[Data extracted from a collection]
------------------------------------------------------------------------

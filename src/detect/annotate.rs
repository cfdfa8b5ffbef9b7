use image::{GrayImage, Rgb, RgbImage};
use imageproc::drawing::{draw_filled_circle_mut, draw_filled_rect_mut, draw_line_segment_mut};
use imageproc::point::Point;
use imageproc::rect::Rect;

use super::font;
use super::regions::{Band, Region};

pub const TRACKER_COLOR: Rgb<u8> = Rgb([0, 128, 255]);
pub const WARNING_COLOR: Rgb<u8> = Rgb([255, 201, 24]);
pub const TEXT_COLOR: Rgb<u8> = Rgb([255, 201, 24]);
pub const LABEL_BACKGROUND: Rgb<u8> = Rgb([49, 49, 49]);
const HIGHLIGHT: Rgb<u8> = Rgb([255, 255, 255]);
const CAPTION_OUTLINE: Rgb<u8> = Rgb([32, 32, 32]);

const TRACK_THICKNESS: i32 = 10;
const WARNING_THICKNESS: i32 = 2;
const LABEL_WIDTH: u32 = 120;
const LABEL_HEIGHT: u32 = 13;
/// Caption baseline position on the masked composite.
const CAPTION_ANCHOR: (i32, i32) = (10, 50);
const CAPTION_SCALE: u32 = 2;

/// Draw the overlays one classified region earns, in place.
pub fn draw_region(frame: &mut RgbImage, region: &Region, band: Band) {
    if band == Band::Ignored {
        return;
    }

    // bordered look: thick tracker pass, thin white highlight
    draw_outline(frame, &region.boundary, TRACKER_COLOR, TRACK_THICKNESS);
    draw_outline(frame, &region.boundary, HIGHLIGHT, 1);

    if band == Band::Warning {
        let x = region.bounding_box.left();
        let y = region.bounding_box.top();
        draw_filled_rect_mut(
            frame,
            Rect::at(x, y - LABEL_HEIGHT as i32).of_size(LABEL_WIDTH, LABEL_HEIGHT),
            LABEL_BACKGROUND,
        );
        font::draw_text(frame, "Warning", x + 2, y - 11, TEXT_COLOR, 1);
        draw_outline(frame, &region.boundary, WARNING_COLOR, WARNING_THICKNESS);
        draw_outline(frame, &region.boundary, WARNING_COLOR, 1);
    }
}

/// Per-pixel AND of the annotated frame with the cleaned mask: pixels the
/// mask rejects go black, the rest keep their annotated color.
pub fn composite(frame: &RgbImage, mask: &GrayImage) -> RgbImage {
    let mut out = frame.clone();
    for (x, y, pixel) in out.enumerate_pixels_mut() {
        if mask.get_pixel(x, y)[0] == 0 {
            *pixel = Rgb([0, 0, 0]);
        }
    }
    out
}

/// Two-pass caption naming the active algorithm: a dark outline pass for
/// legibility, then the colored fill.
pub fn draw_caption(image: &mut RgbImage, label: &str) {
    let (x, baseline) = CAPTION_ANCHOR;
    let y = baseline - (font::GLYPH_HEIGHT * CAPTION_SCALE) as i32;
    for (dx, dy) in [
        (-1, -1),
        (0, -1),
        (1, -1),
        (-1, 0),
        (1, 0),
        (-1, 1),
        (0, 1),
        (1, 1),
    ] {
        font::draw_text(image, label, x + dx, y + dy, CAPTION_OUTLINE, CAPTION_SCALE);
    }
    font::draw_text(image, label, x, y, TEXT_COLOR, CAPTION_SCALE);
}

/// Trace a closed polygon through the boundary points. Thickness above one
/// stamps a disc along each edge; one draws plain line segments.
fn draw_outline(frame: &mut RgbImage, boundary: &[Point<i32>], color: Rgb<u8>, thickness: i32) {
    let n = boundary.len();
    if n == 0 {
        return;
    }
    if n == 1 {
        let p = boundary[0];
        draw_filled_circle_mut(frame, (p.x, p.y), (thickness / 2).max(0), color);
        return;
    }
    for i in 0..n {
        let a = boundary[i];
        let b = boundary[(i + 1) % n];
        if thickness <= 1 {
            draw_line_segment_mut(
                frame,
                (a.x as f32, a.y as f32),
                (b.x as f32, b.y as f32),
                color,
            );
        } else {
            stamp_edge(frame, a, b, color, thickness / 2);
        }
    }
}

fn stamp_edge(frame: &mut RgbImage, a: Point<i32>, b: Point<i32>, color: Rgb<u8>, radius: i32) {
    let dx = (b.x - a.x) as f32;
    let dy = (b.y - a.y) as f32;
    let steps = dx.abs().max(dy.abs()).ceil() as i32;
    for s in 0..=steps {
        let t = if steps == 0 { 0.0 } else { s as f32 / steps as f32 };
        let x = a.x as f32 + t * dx;
        let y = a.y as f32 + t * dy;
        draw_filled_circle_mut(frame, (x.round() as i32, y.round() as i32), radius, color);
    }
}
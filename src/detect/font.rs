//! A tiny fixed 5x7 bitmap font covering the glyphs the overlays need.
//! Unknown characters render as a hollow box.

use image::{Rgb, RgbImage};

pub const GLYPH_WIDTH: u32 = 5;
pub const GLYPH_HEIGHT: u32 = 7;
/// Horizontal advance per character, including a one-column gap.
pub const ADVANCE: u32 = GLYPH_WIDTH + 1;

const FALLBACK: [u8; 7] = [0x1F, 0x11, 0x11, 0x11, 0x11, 0x11, 0x1F];

/// Row bitmaps, most significant of the low five bits on the left.
fn glyph(c: char) -> [u8; 7] {
    match c {
        ' ' => [0x00; 7],
        '2' => [0x0E, 0x11, 0x01, 0x02, 0x04, 0x08, 0x1F],
        'C' => [0x0E, 0x11, 0x10, 0x10, 0x10, 0x11, 0x0E],
        'G' => [0x0E, 0x11, 0x10, 0x17, 0x11, 0x11, 0x0F],
        'K' => [0x11, 0x12, 0x14, 0x18, 0x14, 0x12, 0x11],
        'M' => [0x11, 0x1B, 0x15, 0x15, 0x11, 0x11, 0x11],
        'N' => [0x11, 0x19, 0x15, 0x13, 0x11, 0x11, 0x11],
        'O' => [0x0E, 0x11, 0x11, 0x11, 0x11, 0x11, 0x0E],
        'T' => [0x1F, 0x04, 0x04, 0x04, 0x04, 0x04, 0x04],
        'W' => [0x11, 0x11, 0x11, 0x15, 0x15, 0x15, 0x0A],
        'a' => [0x00, 0x00, 0x0E, 0x01, 0x0F, 0x11, 0x0F],
        'g' => [0x00, 0x00, 0x0F, 0x11, 0x0F, 0x01, 0x0E],
        'i' => [0x04, 0x00, 0x0C, 0x04, 0x04, 0x04, 0x0E],
        'n' => [0x00, 0x00, 0x16, 0x19, 0x11, 0x11, 0x11],
        'r' => [0x00, 0x00, 0x16, 0x19, 0x10, 0x10, 0x10],
        _ => FALLBACK,
    }
}

/// Rasterize `text` with its top-left corner at (x, y), scaled up by
/// `scale`. Pixels falling outside the image are clipped.
pub fn draw_text(image: &mut RgbImage, text: &str, x: i32, y: i32, color: Rgb<u8>, scale: u32) {
    let (width, height) = image.dimensions();
    let mut cx = x;
    for c in text.chars() {
        let rows = glyph(c);
        for (row, bits) in rows.iter().enumerate() {
            for col in 0..GLYPH_WIDTH {
                if bits & (0x10 >> col) == 0 {
                    continue;
                }
                for sy in 0..scale {
                    for sx in 0..scale {
                        let px = cx + (col * scale + sx) as i32;
                        let py = y + (row as u32 * scale + sy) as i32;
                        if px >= 0 && py >= 0 && (px as u32) < width && (py as u32) < height {
                            image.put_pixel(px as u32, py as u32, color);
                        }
                    }
                }
            }
        }
        cx += (ADVANCE * scale) as i32;
    }
}

#[cfg(test)]
mod tests {
    use super::*;

    #[test]
    fn text_lands_within_its_nominal_box() {
        let mut image = RgbImage::new(100, 20);
        let color = Rgb([255, 0, 0]);
        draw_text(&mut image, "Warning", 2, 3, color, 1);

        let lit: Vec<(u32, u32)> = image
            .enumerate_pixels()
            .filter(|(_, _, p)| **p == color)
            .map(|(x, y, _)| (x, y))
            .collect();
        assert!(!lit.is_empty());
        let width = ADVANCE * 7;
        assert!(lit.iter().all(|&(x, y)| {
            x >= 2 && x < 2 + width && y >= 3 && y < 3 + GLYPH_HEIGHT
        }));
    }

    #[test]
    fn offscreen_text_is_clipped_not_panicking() {
        let mut image = RgbImage::new(10, 10);
        draw_text(&mut image, "W", -3, -4, Rgb([1, 2, 3]), 2);
        draw_text(&mut image, "W", 8, 8, Rgb([1, 2, 3]), 2);
    }
}
//! End-to-end scenarios: synthetic frame sequences through the full
//! pipeline, from background learning to annotated output.

use anyhow::Result;
use image::{Rgb, RgbImage};

use crowdwatch::detect::{annotate, regions, BgsAlgorithm, DetectorConfig, Pipeline};
use crowdwatch::display::NullDisplay;
use crowdwatch::driver;
use crowdwatch::source::FrameSource;

const SCENE: [u8; 3] = [100, 100, 100];
const INTRUDER: [u8; 3] = [210, 60, 60];

fn static_frame() -> RgbImage {
    RgbImage::from_pixel(200, 200, Rgb(SCENE))
}

fn frame_with_block(x0: u32, y0: u32, side: u32) -> RgbImage {
    let mut frame = static_frame();
    for y in y0..y0 + side {
        for x in x0..x0 + side {
            frame.put_pixel(x, y, Rgb(INTRUDER));
        }
    }
    frame
}

fn full_resolution_pipeline() -> Pipeline {
    Pipeline::new(DetectorConfig {
        algorithm: BgsAlgorithm::Mog2,
        resize_scale: 1.0,
        ..DetectorConfig::default()
    })
    .unwrap()
}

#[test]
fn medium_block_is_tracked_not_warned() {
    let mut pipeline = full_resolution_pipeline();

    // frames 1-10: static scene, the model learns, masks stay empty
    for _ in 0..10 {
        let output = pipeline.process_frame(&static_frame());
        assert_eq!(output.stats.tracked, 0);
        assert_eq!(output.stats.warnings, 0);
    }

    // frame 11: a 50x50 block moves in
    let output = pipeline.process_frame(&frame_with_block(60, 60, 50));
    assert_eq!(output.stats.tracked, 1);
    assert_eq!(output.stats.warnings, 0);

    let found: Vec<_> = regions::regions(&output.mask).collect();
    assert_eq!(found.len(), 1);
    let area = found[0].area;
    assert!(
        (2250.0..=2750.0).contains(&area),
        "expected area near 2500, got {area}"
    );

    // tracked drawing sequence only: no warning label anywhere
    assert!(output
        .frame
        .pixels()
        .any(|p| *p == annotate::TRACKER_COLOR));
    assert!(!output
        .frame
        .pixels()
        .any(|p| *p == annotate::LABEL_BACKGROUND));
    assert!(!output
        .frame
        .pixels()
        .any(|p| *p == annotate::WARNING_COLOR));
}

#[test]
fn large_block_raises_a_warning_with_anchored_label() {
    let mut pipeline = full_resolution_pipeline();
    for _ in 0..10 {
        pipeline.process_frame(&static_frame());
    }

    let output = pipeline.process_frame(&frame_with_block(60, 60, 60));
    assert_eq!(output.stats.warnings, 1);
    assert_eq!(output.stats.tracked, 0);
    assert!(output
        .frame
        .pixels()
        .any(|p| *p == annotate::WARNING_COLOR));

    // the label background sits just above the detected top-left corner
    let label_pixels: Vec<(u32, u32)> = output
        .frame
        .enumerate_pixels()
        .filter(|(_, _, p)| **p == annotate::LABEL_BACKGROUND)
        .map(|(x, y, _)| (x, y))
        .collect();
    assert!(!label_pixels.is_empty());
    let min_x = label_pixels.iter().map(|&(x, _)| x).min().unwrap();
    let min_y = label_pixels.iter().map(|&(_, y)| y).min().unwrap();
    assert!((57..=63).contains(&min_x), "label min x = {min_x}");
    assert!((44..=50).contains(&min_y), "label min y = {min_y}");
}

#[test]
fn composite_is_masked_and_captioned() {
    let mut pipeline = full_resolution_pipeline();
    for _ in 0..10 {
        pipeline.process_frame(&static_frame());
    }
    let output = pipeline.process_frame(&frame_with_block(60, 60, 50));

    // background pixels are blacked out, block pixels keep their color
    assert_eq!(*output.composite.get_pixel(190, 190), Rgb([0, 0, 0]));
    assert_eq!(*output.composite.get_pixel(85, 85), Rgb(INTRUDER));

    // the caption names the active algorithm
    assert!(output
        .composite
        .pixels()
        .any(|p| *p == annotate::TEXT_COLOR));
}

struct VecSource {
    frames: Vec<RgbImage>,
}

impl FrameSource for VecSource {
    fn next_frame(&mut self) -> Result<Option<RgbImage>> {
        if self.frames.is_empty() {
            Ok(None)
        } else {
            Ok(Some(self.frames.remove(0)))
        }
    }
}

#[test]
fn five_frame_source_runs_five_iterations_then_stops() {
    let mut source = VecSource {
        frames: (0..5).map(|_| static_frame()).collect(),
    };
    let mut display = NullDisplay::new();
    let summary = driver::run(&mut source, &mut display, full_resolution_pipeline()).unwrap();
    assert_eq!(summary.frames, 5);
    assert_eq!(display.frames_presented, 5);
}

------------------------------------------------------------------------

Task to carry out: Scanning the data above, count the lines in which the string "left" occurs and state only the count.

Response below: 4